The hour is blood, is
boiling, is locked
in her iron skull. Her back is straight
for the first time in months, and
her fingers tap the table one by one.
I saw her climb
the ladder & crash.
I saw the marrow leak from her bones.
I turned.
I will not turn again.
My smile will be her shelter,
and with my chains & circle,
I will build for her a garden
where the crows will dance
to drown her madness,
helpless
then gone.
Your Body Beyond
Around your smooth
shadow-lined figure
my hands cup & dig under
as though your skin
was water.

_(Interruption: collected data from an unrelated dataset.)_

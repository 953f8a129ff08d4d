//! Priority admission queue in front of the token bucket and breaker.
//!
//! Callers either take a token on the fast path or park in a heap ordered by
//! `(priority, enqueue instant, arrival sequence)`. A single background drain
//! task, started lazily and exiting once the heap is empty, hands out slots to
//! parked callers as tokens become available and the breaker is closed.
//!
//! All state sits behind one `std::sync::Mutex` that is never held across an
//! `.await`, so the scheduler is sound on a multi-threaded runtime.

use std::cmp::Ordering;
use std::collections::BinaryHeap;
use std::sync::{Arc, Mutex, MutexGuard};

use tokio::sync::oneshot;
use tokio::task::JoinHandle;
use tokio::time::{Duration, Instant};
use tracing::{debug, error, warn};

use crate::error::{GovernorError, Result};
use crate::governor::breaker::CircuitBreaker;
use crate::governor::bucket::TokenBucket;

/// Tokens taken per admitted call.
const SLOT_COST: f64 = 1.0;

/// Upper bound on a single drain sleep, so a breaker reset or clock drift is
/// noticed within a second.
const MAX_DRAIN_SLEEP: Duration = Duration::from_secs(1);

/// Sleep when there is nothing to wait for but the queue is still occupied.
const IDLE_SLEEP: Duration = Duration::from_millis(100);

/// Sleep after an internal drain error.
const ERROR_SLEEP: Duration = Duration::from_secs(1);

/// A parked caller.
#[derive(Debug)]
struct QueueItem {
    priority: i32,
    enqueued_at: Instant,
    /// Breaks ties between callers that read the same clock value.
    seq: u64,
    waker: oneshot::Sender<()>,
}

impl QueueItem {
    fn key(&self) -> (i32, Instant, u64) {
        (self.priority, self.enqueued_at, self.seq)
    }

    /// The caller gave up waiting (timeout or cancellation).
    fn is_stale(&self) -> bool {
        self.waker.is_closed()
    }
}

impl PartialEq for QueueItem {
    fn eq(&self, other: &Self) -> bool {
        self.key() == other.key()
    }
}

impl Eq for QueueItem {}

impl PartialOrd for QueueItem {
    fn partial_cmp(&self, other: &Self) -> Option<Ordering> {
        Some(self.cmp(other))
    }
}

impl Ord for QueueItem {
    // BinaryHeap is a max-heap; reverse so the smallest key is on top.
    fn cmp(&self, other: &Self) -> Ordering {
        other.key().cmp(&self.key())
    }
}

#[derive(Debug)]
struct SchedulerState {
    queue: BinaryHeap<QueueItem>,
    bucket: TokenBucket,
    breaker: CircuitBreaker,
    drain: Option<JoinHandle<()>>,
    next_seq: u64,
}

impl SchedulerState {
    /// Drop entries whose callers have gone away.
    fn prune_stale(&mut self) -> usize {
        let before = self.queue.len();
        self.queue.retain(|item| !item.is_stale());
        before - self.queue.len()
    }

    fn drain_running(&self) -> bool {
        self.drain.as_ref().is_some_and(|handle| !handle.is_finished())
    }

    /// Hand an already consumed token to the head of the queue.
    ///
    /// The caller may have gone away since the last prune; its token goes back
    /// into the bucket.
    fn grant_head(&mut self) -> bool {
        let Some(item) = self.queue.pop() else {
            self.bucket.refund(SLOT_COST);
            return false;
        };
        let priority = item.priority;
        let waited = item.enqueued_at.elapsed();
        if item.waker.send(()).is_ok() {
            debug!(priority, waited_ms = waited.as_millis() as u64, "slot granted from queue");
            true
        } else {
            self.bucket.refund(SLOT_COST);
            debug!(priority, "caller left before its grant, token refunded");
            false
        }
    }
}

/// Point-in-time view of the scheduler.
#[derive(Debug, Clone, PartialEq)]
pub struct SchedulerSnapshot {
    pub tokens_available: f64,
    pub breaker_open: bool,
    pub cooldown_remaining: Duration,
    pub queued: usize,
}

enum DrainStep {
    /// Queue empty, drain task exits.
    Done,
    /// One caller admitted; look again without sleeping.
    Granted,
    /// Nothing admissible yet.
    Wait(Duration),
}

/// Serializes access to a bucket and breaker behind a priority queue.
#[derive(Debug)]
pub struct PriorityScheduler {
    state: Arc<Mutex<SchedulerState>>,
}

impl PriorityScheduler {
    pub fn new(bucket: TokenBucket, breaker: CircuitBreaker) -> Self {
        Self {
            state: Arc::new(Mutex::new(SchedulerState {
                queue: BinaryHeap::new(),
                bucket,
                breaker,
                drain: None,
                next_seq: 0,
            })),
        }
    }

    /// Suspend until the caller is admitted. Lower `priority` goes first.
    ///
    /// Dropping the returned future (e.g. under `tokio::time::timeout`) leaves
    /// a stale entry that the drain loop discards without spending a token.
    pub async fn wait_for_slot(&self, priority: i32) {
        loop {
            let granted = {
                let mut state = self.lock();
                state.prune_stale();

                if state.queue.is_empty()
                    && !state.breaker.is_open()
                    && state.bucket.try_consume(SLOT_COST)
                {
                    debug!(priority, "slot granted without queuing");
                    return;
                }

                let (waker, granted) = oneshot::channel();
                let seq = state.next_seq;
                state.next_seq += 1;
                state.queue.push(QueueItem {
                    priority,
                    enqueued_at: Instant::now(),
                    seq,
                    waker,
                });
                debug!(
                    priority,
                    queued = state.queue.len(),
                    "caller parked in admission queue"
                );

                if !state.drain_running() {
                    state.drain = Some(tokio::spawn(drain_queue(Arc::clone(&self.state))));
                }
                granted
            };

            match granted.await {
                Ok(()) => return,
                // Drain task went away without resolving us (runtime shutdown
                // or a panic); take another turn through admission.
                Err(_) => warn!(priority, "admission handle dropped, re-entering queue"),
            }
        }
    }

    /// Callers currently parked, not counting ones that already gave up.
    pub fn queued(&self) -> usize {
        let mut state = self.lock();
        state.prune_stale();
        state.queue.len()
    }

    pub fn trip_breaker(&self, wait: Option<Duration>) {
        self.lock().breaker.trip(wait);
    }

    pub fn reset_breaker(&self) {
        self.lock().breaker.reset();
    }

    pub fn snapshot(&self) -> SchedulerSnapshot {
        let mut state = self.lock();
        state.prune_stale();
        SchedulerSnapshot {
            tokens_available: state.bucket.available(),
            breaker_open: state.breaker.is_open(),
            cooldown_remaining: state.breaker.time_remaining(),
            queued: state.queue.len(),
        }
    }

    #[cfg(test)]
    fn drain_running(&self) -> bool {
        self.lock().drain_running()
    }

    // Callers must never fail admission, so a poisoned lock is recovered here;
    // the drain loop reports it instead (see drain_step).
    fn lock(&self) -> MutexGuard<'_, SchedulerState> {
        self.state.lock().unwrap_or_else(|poisoned| {
            warn!("scheduler lock was poisoned, recovering");
            self.state.clear_poison();
            poisoned.into_inner()
        })
    }
}

/// Background loop admitting parked callers.
async fn drain_queue(state: Arc<Mutex<SchedulerState>>) {
    loop {
        let sleep_for = match drain_step(&state) {
            Ok(DrainStep::Done) => return,
            Ok(DrainStep::Granted) => continue,
            Ok(DrainStep::Wait(wait)) if wait > Duration::ZERO => wait.min(MAX_DRAIN_SLEEP),
            Ok(DrainStep::Wait(_)) => IDLE_SLEEP,
            Err(e) => {
                // Dying here would strand every parked caller.
                error!(error = %e, "scheduler drain loop error");
                state.clear_poison();
                ERROR_SLEEP
            }
        };
        tokio::time::sleep(sleep_for).await;
    }
}

fn drain_step(state: &Mutex<SchedulerState>) -> Result<DrainStep> {
    let mut state = state
        .lock()
        .map_err(|e| GovernorError::Internal(format!("scheduler lock poisoned: {}", e)))?;

    let pruned = state.prune_stale();
    if pruned > 0 {
        debug!(pruned, "dropped cancelled callers from admission queue");
    }

    if state.queue.is_empty() {
        state.drain = None;
        return Ok(DrainStep::Done);
    }

    if state.breaker.is_open() {
        return Ok(DrainStep::Wait(state.breaker.time_remaining()));
    }

    if state.bucket.try_consume(SLOT_COST) {
        state.grant_head();
        return Ok(DrainStep::Granted);
    }

    Ok(DrainStep::Wait(state.bucket.wait_time(SLOT_COST)))
}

As though
each hair on your chest,
a sea-flower perfectly
placed & measured.
Tides of muscles on your legs
and back
sway
with rhythmic beauty.
When you put your fingers on my hot belly,
my ghost lies down, blindfolded by light.
For hours covered by your
thirsty tongue, as a mid-day radiance
seeps through the drawn curtains.
No words to pardon our passion,
to cause a bitter tear.
I love you like this, forehead pressed
to shoulder, abandoned.
Prophets
They hold the ghost feather.
They cry by cause of extreme imaginations.
Paranoia on pillows,
the stench of shoes and month-old towels
under fingernails.
Liberty in sleeping pills& mirrors
that have no shine.
This they have, spirits stabbed
with hunger, doubt & arrogance
raging equally by their bedsides.
Encyclopedias divulged in dead languages
& hoards of filthy critics teasing with
axe and indifference
their true-goal flower.
They crack their heads on insecurity.
They do not believe in this world.
From balconies, from strait-jackets,
from honeymoon apartments, they expose
the human guilt, delicate visions
that seduce the blind with wonder.
The Loyal Unknown
I would like to hide
from the mountains, sleep
as a thief
in the assaulted night.
How do I compare my
enemies? They all smell
of slain desires,
itching like mealworms
in a bird’s thin crop.
Among the widowed faces
there is
a gateway
into the unfathomable, happy
past: Wolves eyes, I see
confronting with unaware darkness.
The hypocrites play
their tune so beautifully stagnant, making me stumble
into oblivion.
One day when I was walking
on Arizona ground in a dry summer,
I caught a glimpse of
icy love: It came
convulsing
from the sun
to avenge my perfect day. It was an apparition,
reconciling
the whole world
to the paradoxical
cross.
Sometimes smiles
are as irretrievable
as murder.
Someone is watching me
from corridors.
Today, it is chaos.
Tomorrow – a child
will be born.
Light Rich With Innocence
(For Justin)
Picking stones from the shore
to give your impressive, delicate
hands.
You repeat your
simple words, each time as a new
discovery, dramatic with joy.
On the rocking chair in your
uncle’s arms, your eyes glow strange
like flowers do to a heart burdened by grief.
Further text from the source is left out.